According to Axios, which has early access to unpublished research by the Center for the Study of Hate and Extremism at California State University, Anti-Asian hate crimes surged by 339% in 2021 from the previous year. This spike comes after record increases in 2020, where the FBI recorded a 32.2% spike in the number of hate crimes motivated by race, ethnicity or ancestry compared to 2019. Both official and academic statistics likely only capture the tip of the iceberg, as many hate crimes are either miscategorized as normal crimes or simply not reported to law enforcement. A 2021 survey conducted by AAPI Data called attention to just how severely hate crimes are under reported by the Asian American community. Although Asian Americans experience hate incidents and crimes at a rate much higher compared to that of the general population, their responses to the survey indicated they are the least likely racial group to report instances of hate to the proper authorities. 

This hesitancy to report hate crimes obscures the severity of the crisis, and creates a negative stereotype that we are too timid to act. We must shatter this stereotype by fighting back against the wave of crime afflicting our community; this is the challenge of our day. Central to this pushback is intense political organization. Politics is the weapon that the Asian American community must leverage to bludgeon hate-inspired criminality in society. 

Our major cities, where Anti-Asian hate crimes are the most concentrated, have fallen victim to a regressive set of criminal justice policies spurred by a misguided sense of political idealism — this political idealism blames society as the ultimate progenitor of crime, absolving the criminal of individual responsibility. It demands that we defund the police and grant leniency when sentencing career criminals. These two policies in particular encourage criminality by making it easier to commit crimes and reducing the cost of said crimes simultaneously. If we want to seriously tackle the rise in Asian hate crimes, we must aggressively push back against these well-intentioned but miscalculated policies by voting out every single politician who supports them in favor of those who aren’t afraid to get tough on crime. 

We need mayors willing to declare war on crime. We need state legislators willing to spare no cost in ensuring our police officers have the resources and tools necessary to carry out their jobs effectively. We need police commissioners willing to flood the streets with police officers to ensure public safety. And we need judges willing to apply the full weight of the law against those who believe they are above it. 

Some may say I am being hyperbolic about our society being too soft on crime. In response, I ask you to consider a fundamental truth in the aforementioned stories of Christina Yuna Lee and Yao Pan Ma. In both cases, the criminals who murdered them had lengthy criminal records. ABC News reported that Ma’s murderer was arrested and charged many times prior to his killing, convicted on charges such as assault, kidnapping, sexual misconduct and sexual assault — a person with his rap should never have been afforded the chance to strike again. The career criminal who murdered Lee had 18 prior arrests, with charges ranging from burglary to assault, according to the New York Daily. This person was released by a judge without bail, just five weeks before murdering Lee, on the charges of attacking another person in the subway and evading police afterwards.

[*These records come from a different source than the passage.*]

impl Connection {
    /// Creates a connection over a transport the caller built. The transport must not be
    /// open yet; [`Connection::open`] opens it.
    ///
    /// Fails with [`Error::Configuration`] if the options carry SASL credentials.
    pub fn with_transport(
        transport: Box<dyn Transport>,
        options: ConnectionOptions,
        handler: Option<Weak<dyn ConnectionEvents>>,
    ) -> Result<Self, Error> {
        if options.sasl_credentials.is_some() {
            return Err(Error::configuration(
                "SASL credentials cannot be used with a caller provided transport",
            ));
        }
        Ok(Self::new(Some(transport), options, handler))
    }

    /// Creates a connection to the host of `uri`
    ///
    /// `amqp` selects a [`SocketTransport`] on port 5672 by default and `amqps` a
    /// [`TlsTransport`] on port 5671. Any other scheme leaves the connection without a
    /// transport, so that [`Connection::open`] fails. The host name defaults to the host
    /// of the uri.
    pub fn from_uri(
        uri: &str,
        options: ConnectionOptions,
        handler: Option<Weak<dyn ConnectionEvents>>,
    ) -> Result<Self, Error> {
        if options.sasl_credentials.is_some() {
            return Err(Error::configuration("SASL is not supported"));
        }

        let url = Url::parse(uri)?;
        let host = url
            .host_str()
            .ok_or_else(|| Error::configuration(format!("{} has no host", uri)))?
            .to_string();
        let transport: Option<Box<dyn Transport>> = match url.scheme() {
            "amqp" => Some(Box::new(SocketTransport::new(
                host.clone(),
                url.port().unwrap_or(PORT),
            ))),
            "amqps" => Some(Box::new(TlsTransport::new(
                host.clone(),
                url.port().unwrap_or(SECURE_PORT),
            ))),
            scheme => {
                warn!(scheme, "unsupported scheme, the connection has no transport");
                None
            }
        };

        let options = match options.host_name {
            Some(_) => options,
            None => options.host_name(host),
        };
        Ok(Self::new(transport, options, handler))
    }

    fn new(
        transport: Option<Box<dyn Transport>>,
        options: ConnectionOptions,
        handler: Option<Weak<dyn ConnectionEvents>>,
    ) -> Self {
        let container_id = options
            .container_id
            .clone()
            .unwrap_or_else(|| uuid::Uuid::new_v4().to_string());
        let engine = Engine::new(
            container_id,
            options.host_name.clone(),
            options.enable_trace,
            options.pipeline_open,
            Instant::now(),
        );

        Self {
            engine,
            transport,
            options,
            handler,
            open_completion: None,
            send_completions: Vec::new(),
            transport_opened: false,
            transport_closed: false,
        }
    }

    /// Applies the negotiable values of the construction options: idle timeout, max frame
    /// size, channel max and properties. Only valid before [`Connection::open`].
    pub fn apply_options(&mut self) -> Result<(), Error> {
        let options = self.options.clone();
        if let Some(idle_timeout) = options.idle_timeout {
            self.engine.set_idle_timeout(idle_timeout)?;
        }
        self.engine.set_max_frame_size(options.max_frame_size)?;
        self.engine.set_channel_max(options.max_channel)?;
        if options.properties.is_some() {
            self.engine.set_properties(options.properties)?;
        }
        Ok(())
    }

    /* ---------------------------------- state --------------------------------- */

    /// Current protocol state
    pub fn state(&self) -> ConnectionState {
        self.engine.state()
    }

    /// Host name sent in our open
    pub fn host_name(&self) -> Option<&str> {
        self.engine.local_open().hostname.as_deref()
    }

    /// Container id sent in our open
    pub fn container_id(&self) -> &str {
        &self.engine.local_open().container_id
    }

    /// Options the connection was constructed with
    pub fn options(&self) -> &ConnectionOptions {
        &self.options
    }

    /// The transport, if any
    pub fn transport(&self) -> Option<&dyn Transport> {
        self.transport.as_deref()
    }

    /// Error carried by the peer's close
    pub fn remote_error(&self) -> Option<&definitions::Error> {
        self.engine.remote_error()
    }

    /// Container id of the peer, once its open arrived
    pub fn remote_container_id(&self) -> Option<&str> {
        self.engine
            .remote_open()
            .map(|open| open.container_id.as_str())
    }

    /* ------------------------------- negotiation ------------------------------ */

    /// Largest frame we accept
    pub fn max_frame_size(&self) -> u32 {
        self.engine.local_open().max_frame_size.0
    }

    /// Sets the largest frame we accept, at least 512
    pub fn set_max_frame_size(&mut self, max_frame_size: u32) -> Result<(), Error> {
        self.engine.set_max_frame_size(max_frame_size)
    }

    /// Largest frame the peer accepts; 512 until the peer's open arrived
    pub fn remote_max_frame_size(&self) -> u32 {
        self.engine.remote_max_frame_size()
    }

    /// Highest channel number we accept
    pub fn max_channel(&self) -> u16 {
        self.engine.local_open().channel_max.0
    }

    /// Sets the highest channel number we accept
    pub fn set_max_channel(&mut self, max_channel: u16) -> Result<(), Error> {
        self.engine.set_channel_max(max_channel)
    }

    /// Our idle timeout in milliseconds, zero if none
    pub fn idle_timeout(&self) -> Milliseconds {
        self.engine.local_open().idle_time_out.unwrap_or(0)
    }

    /// Sets our idle timeout in milliseconds; zero disables it
    pub fn set_idle_timeout(&mut self, idle_timeout: Milliseconds) -> Result<(), Error> {
        self.engine.set_idle_timeout(idle_timeout)
    }

    /// Fraction of the peer's idle timeout after which an empty frame is sent
    pub fn remote_idle_timeout_empty_frame_send_ratio(&self) -> f64 {
        self.engine.empty_frame_send_ratio()
    }

    /// Sets the fraction of the peer's idle timeout after which an empty frame is sent.
    /// Must be in `(0, 1]`.
    pub fn set_remote_idle_timeout_empty_frame_send_ratio(
        &mut self,
        ratio: f64,
    ) -> Result<(), Error> {
        self.engine.set_empty_frame_send_ratio(ratio)
    }

    /// Connection properties sent in our open, as a map value
    pub fn properties(&self) -> Option<Value> {
        self.engine.local_open().properties.as_ref().map(fields_to_value)
    }

    /// Sets the connection properties from a map with symbol keys
    pub fn set_properties(&mut self, properties: &Value) -> Result<(), Error> {
        let fields = fields_from_value(properties)?;
        self.engine.set_properties(Some(fields))
    }

    /// Enables or disables frame tracing
    pub fn set_trace(&mut self, trace: bool) {
        self.engine.set_trace(trace)
    }

    /// Whether frame tracing is enabled
    pub fn is_trace_enabled(&self) -> bool {
        self.engine.is_trace_enabled()
    }

    /* -------------------------------- lifecycle ------------------------------- */

    /// Opens the transport. The handshake starts once the open completes during a later
    /// poll.
    pub fn open(&mut self) -> Result<(), Error> {
        if self.engine.state() != ConnectionState::Start || self.transport_opened {
            return Err(Error::runtime(format!(
                "cannot open a connection in state {}",
                self.engine.state()
            )));
        }
        let transport = self
            .transport
            .as_mut()
            .ok_or_else(|| Error::runtime("connection has no transport"))?;
        let completion = transport
            .open()
            .map_err(|err| Error::runtime(format!("transport open failed: {}", err)))?;
        self.transport_opened = true;
        self.open_completion = Some(completion);
        Ok(())
    }

    /// Whether [`Connection::listen`] was called
    pub fn is_listening(&self) -> bool {
        self.engine.is_listening()
    }

    /// Waits for the peer's protocol header instead of sending ours first. Call before
    /// [`Connection::open`].
    pub fn listen(&mut self) -> Result<(), Error> {
        self.engine.listen()
    }

    /// Closes the connection. An empty `condition` closes without an error; an empty
    /// `description` is omitted.
    pub fn close(
        &mut self,
        condition: &str,
        description: &str,
        info: Option<definitions::Fields>,
    ) -> Result<(), Error> {
        let error = match condition.is_empty() {
            true => None,
            false => Some(definitions::Error::new(
                condition,
                Some(description.to_string()),
                info,
            )),
        };
        self.engine.close(error)
    }

    /// Stops raising events
    pub fn clear_event_handler(&mut self) {
        self.handler = None;
    }

    /// Replaces the event handler
    pub fn set_event_handler(&mut self, handler: Weak<dyn ConnectionEvents>) {
        self.handler = Some(handler);
    }

    /* -------------------------------- endpoints ------------------------------- */

    /// Allocates an endpoint on the lowest free outgoing channel
    pub fn create_endpoint(&mut self) -> Result<Endpoint, Error> {
        self.engine.create_endpoint()
    }

    /// Releases an endpoint and its channels
    pub fn destroy_endpoint(&mut self, endpoint: &Endpoint) -> Result<(), Error> {
        self.engine.destroy_endpoint(endpoint)
    }

    /// Queues a session or link performative, followed by `payload`, on the endpoint's
    /// outgoing channel. It is written to the transport by the next poll.
    pub fn send_endpoint_frame(
        &mut self,
        endpoint: &Endpoint,
        performative: Value,
        payload: Bytes,
    ) -> Result<(), Error> {
        self.engine
            .send_endpoint_frame(endpoint, performative, payload)
    }

    /// Takes the oldest frame the peer sent to the endpoint
    pub fn next_endpoint_frame(&mut self, endpoint: &Endpoint) -> Option<EndpointFrame> {
        self.engine.next_endpoint_frame(endpoint)
    }

    /// Channel the peer sends the endpoint's frames on, once bound
    pub fn endpoint_incoming_channel(&self, endpoint: &Endpoint) -> Option<u16> {
        self.engine.endpoint_incoming_channel(endpoint)
    }

    /* ---------------------------------- poll ---------------------------------- */

    /// Does one round of work: reads and processes what the transport received, checks
    /// timers, writes queued frames and raises events
    pub fn poll(&mut self) {
        self.poll_at(Instant::now())
    }

    /// [`Connection::poll`] with an explicit current time
    #[instrument(skip_all, fields(container_id = %self.engine.local_open().container_id))]
    pub fn poll_at(&mut self, now: Instant) {
        let mut inbound = Inbound::default();
        if let Some(transport) = self.transport.as_mut() {
            transport.poll(&mut inbound);
        }

        self.check_open_completion(now);
        if !inbound.bytes.is_empty() {
            self.engine.on_bytes_received(&inbound.bytes, now);
        }
        if inbound.io_error {
            self.engine.on_io_error();
        }
        self.engine.tick(now);

        self.flush(now);
        self.check_send_completions();
        self.close_transport_if_done();
        self.dispatch_events(now);
    }

    fn check_open_completion(&mut self, now: Instant) {
        let result = match self.open_completion.as_ref().and_then(|c| c.result()) {
            Some(result) => result,
            None => return,
        };
        self.open_completion = None;
        match result {
            IoResult::Ok => {
                debug!("transport open");
                self.engine.start(now);
            }
            result => {
                error!(?result, "transport open failed");
                self.engine.on_io_error();
            }
        }
    }

    fn flush(&mut self, now: Instant) {
        let outgoing = self.engine.take_outgoing(now);
        let transport = match self.transport.as_mut() {
            Some(transport) => transport,
            None => return,
        };
        for bytes in outgoing {
            match transport.send(bytes) {
                Ok(completion) => self.send_completions.push(completion),
                Err(err) => {
                    error!(?err, "transport send failed");
                    self.engine.on_io_error();
                    return;
                }
            }
        }
    }

    fn check_send_completions(&mut self) {
        let mut failed = false;
        self.send_completions
            .retain(|completion| match completion.result() {
                None => true,
                Some(IoResult::Ok) => false,
                Some(result) => {
                    error!(?result, "send failed");
                    failed = true;
                    false
                }
            });
        if failed {
            self.engine.on_io_error();
        }
    }

    fn close_transport_if_done(&mut self) {
        if !self.engine.state().is_terminal() || !self.transport_opened || self.transport_closed
        {
            return;
        }
        self.transport_closed = true;
        if let Some(transport) = self.transport.as_mut() {
            if let Err(err) = transport.close() {
                debug!(?err, "transport close");
            }
        }
    }

    fn dispatch_events(&mut self, now: Instant) {
        loop {
            let events = self.engine.take_events();
            if events.is_empty() {
                return;
            }
            for event in events {
                let handler = self.handler.as_ref().and_then(Weak::upgrade);
                match event {
                    EngineEvent::StateChanged { new, old } => {
                        if let Some(handler) = handler {
                            handler.on_connection_state_changed(self, new, old);
                        }
                    }
                    EngineEvent::NewEndpoint(endpoint) => {
                        let accepted = handler
                            .map(|handler| handler.on_new_endpoint(self, &endpoint))
                            .unwrap_or(false);
                        if !accepted {
                            debug!(id = endpoint.id(), "endpoint rejected");
                            self.engine.reject_endpoint(&endpoint);
                        }
                    }
                    EngineEvent::IoError => {
                        if let Some(handler) = handler {
                            handler.on_io_error(self);
                        }
                    }
                }
            }

            // a rejected endpoint closes the connection
            self.flush(now);
            self.close_transport_if_done();
        }
    }
}
use std::convert::TryFrom;
use std::fmt::{Display, LowerHex, UpperHex};

use crate::error::Error;

/// Number of octets in a [`Uuid`]
pub const UUID_WIDTH: usize = 16;

/// A universally unique identifier as defined by RFC-4122 in section 4.1.2
///
/// encoding code = 0x98,
/// category = fixed, width = 16,
/// label="UUID as defined in section 4.1.2 of RFC-4122"
#[derive(Debug, Clone, Copy, Default, Hash, PartialEq, Eq, PartialOrd, Ord)]
pub struct Uuid([u8; UUID_WIDTH]);

impl Uuid {
    /// Consume the wrapper into the inner bytes
    pub fn into_inner(self) -> [u8; UUID_WIDTH] {
        self.0
    }

    /// Get a reference to the inner `[u8; UUID_WIDTH]`
    pub fn as_bytes(&self) -> &[u8; UUID_WIDTH] {
        &self.0
    }
}

#[cfg(feature = "uuid")]
impl From<uuid::Uuid> for Uuid {
    fn from(val: uuid::Uuid) -> Self {
        Self(val.into_bytes())
    }
}

#[cfg(feature = "uuid")]
impl From<Uuid> for uuid::Uuid {
    fn from(val: Uuid) -> Self {
        Self::from_bytes(val.0)
    }
}

impl From<[u8; UUID_WIDTH]> for Uuid {
    fn from(val: [u8; UUID_WIDTH]) -> Self {
        Self(val)
    }
}

impl From<Uuid> for [u8; UUID_WIDTH] {
    fn from(val: Uuid) -> Self {
        val.0
    }
}

impl TryFrom<&[u8]> for Uuid {
    type Error = Error;

    fn try_from(value: &[u8]) -> Result<Self, Self::Error> {
        let buf: [u8; UUID_WIDTH] = value.try_into().map_err(|_| Error::InvalidLength)?;
        Ok(Self(buf))
    }
}

impl LowerHex for Uuid {
    fn fmt(&self, f: &mut std::fmt::Formatter<'_>) -> std::fmt::Result {
        for (i, b) in self.0.iter().enumerate() {
            if matches!(i, 4 | 6 | 8 | 10) {
                f.write_str("-")?;
            }
            write!(f, "{:02x}", b)?;
        }
        Ok(())
    }
}

impl UpperHex for Uuid {
    fn fmt(&self, f: &mut std::fmt::Formatter<'_>) -> std::fmt::Result {
        for (i, b) in self.0.iter().enumerate() {
            if matches!(i, 4 | 6 | 8 | 10) {
                f.write_str("-")?;
            }
            write!(f, "{:02X}", b)?;
        }
        Ok(())
    }
}

impl Display for Uuid {
    fn fmt(&self, f: &mut std::fmt::Formatter<'_>) -> std::fmt::Result {
        LowerHex::fmt(self, f)
    }
}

Maybe you believe that he deserved leniency for such a crime, or that Ma’s murderer honestly did deserve a second chance — or in his case, what was a 15th chance. However, it is almost certainly true that both Ma and Lee would still be alive today if their murderers were behind bars in the first place. If you believe the principal goal of our criminal justice system is to prevent and remedy such horrific acts, then it must show the strength necessary to secure peace in the Asian American community.